Di fronte a questo scenario, nella Cisl e nella Fai c’è il rischio che i rispettivi congressi del 2017, invece di essere chiamati a fare le scelte necessarie, siano ridotti ad un momento di redistribuzione del potere interno, risolvendosi in momenti di suggello dei nuovi equilibri, di rafforzamento delle leadership e di seppellimento della questione morale sollevata anche di fronte all’opinione pubblica che anch’essa aspetta, finora invano, risposte credibili.

Per questo, il 2017 è l’anno in cui la Cisl arriva ad un bivio, che è lo stesso al quale stanno arrivando tutti i sindacati e le organizzazioni di interesse. Ma la Cisl, che almeno in questo dimostra di aver conservato qualcosa del proprio passato, ci arriva prima degli altri e sembra destinata a fare da apripista: se prenderà la strada del ritorno alla rappresentanza potrà essere battistrada di una rigenerazione anche per le altre organizzazioni; ma se si farà trascinare dall’inerzia sulla strada seguita finora, rischia di fare una fine non molto diversa da quella fatta dai grandi partiti all’inizio degli anni ’90. Solo che, in questo caso, la fine avverrà più per consunzione lenta che per improvviso collasso.

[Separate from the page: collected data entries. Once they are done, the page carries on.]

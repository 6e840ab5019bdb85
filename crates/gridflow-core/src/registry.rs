//! Named template registry
//!
//! One generic implementation backs the three registries the tool keeps
//! (cluster definitions, step templates, bootstrap actions). A registry is
//! populated once at process start from the built-in documents and is
//! read-only afterwards; re-registering a name is a packaging bug and
//! fails immediately.

use crate::error::{Result, TemplateError};
use crate::node::Node;
use crate::params::parse_params;
use crate::resolve::resolve;

/// Ordered name → document store.
#[derive(Clone, Default)]
pub struct TemplateRegistry {
    entries: Vec<(String, Node)>,
}

impl TemplateRegistry {
    pub fn new() -> Self {
        Self::default()
    }

    /// Register a template document.
    ///
    /// The document root must be a mapping carrying a string `Name` field,
    /// unique within this registry.
    pub fn register(&mut self, doc: Node) -> Result<()> {
        let name = doc.name().ok_or(TemplateError::Unnamed)?.to_string();
        if self.entries.iter().any(|(n, _)| *n == name) {
            return Err(TemplateError::Duplicate(name));
        }
        self.entries.push((name, doc));
        Ok(())
    }

    /// Registered template names, in registration order.
    pub fn names(&self) -> Vec<&str> {
        self.entries.iter().map(|(name, _)| name.as_str()).collect()
    }

    /// Fetch a template and resolve it against raw `key=value` parameters.
    ///
    /// The returned document is an independent copy; the stored template is
    /// never mutated.
    pub fn get(&self, name: &str, raw_params: &[String]) -> Result<Node> {
        let doc = self
            .entries
            .iter()
            .find(|(n, _)| n == name)
            .map(|(_, doc)| doc)
            .ok_or_else(|| TemplateError::NotFound(name.to_string()))?;

        let params = parse_params(raw_params)?;
        resolve(doc, &params)
    }
}

#[cfg(test)]
mod tests {
    use super::*;
    use serde_json::json;

    fn doc(name: &str) -> Node {
        Node::from(json!({"Name": name, "Args": ["{x}"]}))
    }

    #[test]
    fn test_duplicate_registration_rejected() {
        let mut registry = TemplateRegistry::new();
        registry.register(doc("crunch")).unwrap();
        registry.register(doc("cheap")).unwrap();

        let err = registry.register(doc("crunch")).unwrap_err();
        assert!(matches!(err, TemplateError::Duplicate(name) if name == "crunch"));
        assert_eq!(registry.names(), ["crunch", "cheap"]);
    }

    #[test]
    fn test_unnamed_document_rejected() {
        let mut registry = TemplateRegistry::new();
        let err = registry.register(Node::from(json!({"Args": []}))).unwrap_err();
        assert!(matches!(err, TemplateError::Unnamed));
    }

    #[test]
    fn test_names_in_registration_order() {
        let mut registry = TemplateRegistry::new();
        for name in ["zeta", "alpha", "mid"] {
            registry.register(doc(name)).unwrap();
        }
        assert_eq!(registry.names(), ["zeta", "alpha", "mid"]);
    }

    #[test]
    fn test_get_resolves_parameters() {
        let mut registry = TemplateRegistry::new();
        registry.register(doc("crunch")).unwrap();

        let resolved = registry.get("crunch", &["x=v".to_string()]).unwrap();
        assert_eq!(resolved, Node::from(json!({"Name": "crunch", "Args": ["v"]})));
    }

    #[test]
    fn test_get_unknown_template() {
        let registry = TemplateRegistry::new();
        let err = registry.get("nope", &[]).unwrap_err();
        assert!(matches!(err, TemplateError::NotFound(name) if name == "nope"));
    }

    #[test]
    fn test_stored_template_unaffected_by_resolution() {
        let mut registry = TemplateRegistry::new();
        registry.register(doc("crunch")).unwrap();

        let mut resolved = registry.get("crunch", &["x=one".to_string()]).unwrap();
        resolved.insert("Args", Node::Seq(vec![]));

        // A later resolution still sees the registered placeholder.
        let again = registry.get("crunch", &["x=two".to_string()]).unwrap();
        assert_eq!(again.get("Args").unwrap().as_seq().unwrap()[0], Node::from("two"));
    }
}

Chi ha ancora interesse ad un esito diverso, sia come azione sindacale che come leadership nell’organizzazione, deve organizzarsi per tempo. Non è più il momento di stare nascosti ed aspettare il prossimo giro di carte sperando che ti capitino quelle buone, quando l’asso di briscola resta in mano a qualcun altro.

E’ il momento della chiarezza e delle decisioni di fronte alla propria coscienza e alla storia: della responsabilità verso un passato verso il quale abbiamo il dovere di non disperdere il patrimonio che abbiamo ricevuto, e della responsabilità verso un futuro che non potrà essere migliore del presente senza la forza del lavoro organizzato in sindacati liberi e responsabili.